In England, about one in ten babies are born prematurely. It has recently been published that premature babies there who have been given high protein food grow up to be more intelligent. Scientists from Great Ormond Street Hospital for Children and the UCL Institute of Child Health followed a group of 76 children born several weeks early in the 1980's and then studied these developing children for many years.
After their birth, babies were randomly assigned either a high nutrient milk or a standard formula diet that most infants receive. In later years, they found that the preterm babies they had been studying (who were fed enriched formula milk in their first weeks) consistently outperformed other premature babies in IQ tests.

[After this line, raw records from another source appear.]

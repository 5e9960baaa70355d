//! ckt-assets
//!
//! Holds every served artifact in memory and keeps it fresh:
//! - embedded pages re-read when the on-disk copy is newer
//! - the client bundle recompiled through an external toolchain, together
//!   with the loader glue that toolchain writes next to it
//!
//! Handlers call [`AssetCache::get`]; a background task started with
//! [`spawn_refresher`] calls [`AssetCache::refresh`] on a fixed interval.

mod builder;
mod cache;
mod source;

use std::sync::Arc;
use std::time::Duration;

use tokio::task::JoinHandle;
use tokio::time::MissedTickBehavior;

pub use builder::{BuildError, BuildRequest, Builder, CommandBuilder, Toolchain, ToolchainKind};
pub use cache::{AssetCache, AssetEntry, AssetError, AssetId, RebuildPolicy, RefreshReport};
pub use source::{DiskFs, SourceFs};

/// Run [`AssetCache::refresh`] every `interval` until the task is aborted.
///
/// A pass that overruns the interval delays the next tick instead of bursting.
/// `on_report` sees every non-quiet pass.
pub fn spawn_refresher<F>(cache: Arc<AssetCache>, interval: Duration, on_report: F) -> JoinHandle<()>
where
    F: Fn(&RefreshReport) + Send + 'static,
{
    tokio::spawn(async move {
        let mut ticker = tokio::time::interval(interval);
        ticker.set_missed_tick_behavior(MissedTickBehavior::Delay);
        loop {
            ticker.tick().await;
            let report = cache.refresh().await;
            if !report.is_quiet() {
                on_report(&report);
            }
        }
    })
}

/// Format a byte count for logs: `512 bytes`, `1.50 KB`, `2.00 MB`.
pub fn human_size(n: usize) -> String {
    const KB: f64 = 1024.0;
    const MB: f64 = KB * 1024.0;
    let f = n as f64;
    if f >= MB {
        format!("{:.2} MB", f / MB)
    } else if f >= KB {
        format!("{:.2} KB", f / KB)
    } else {
        format!("{n} bytes")
    }
}

#[cfg(test)]
mod tests {
    use super::*;

    #[test]
    fn human_size_picks_unit() {
        assert_eq!(human_size(512), "512 bytes");
        assert_eq!(human_size(1536), "1.50 KB");
        assert_eq!(human_size(2 * 1024 * 1024), "2.00 MB");
    }
}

This has led to considerable discussion among scientists about the incredible value of early nutrition in infants. In this case, by the time they reached 15 years of age, the children who had been fed on the protein-rich diet had an average verbal IQ score about eight points higher than those on normal formula or breast milk. (In this hospital system, all premature babies are now fed the equivalent of the high-nutrient diet).
Principal author, Dr Elizabeth Isaacs, said "the structure of the human brain can be influenced by early nutrition." A close examination of the brains of those studied found that those who had been on the nutrient-rich diet tended to have a bigger caudate nucleus - a part of the brain linked to higher intelligence levels.
"The fact that early nutrition may program the development of specific brain structures is of fundamental biological importance," Dr Isaacs and her co-authors concluded.
The study is published in the March edition of the British journal, Paediatric Research.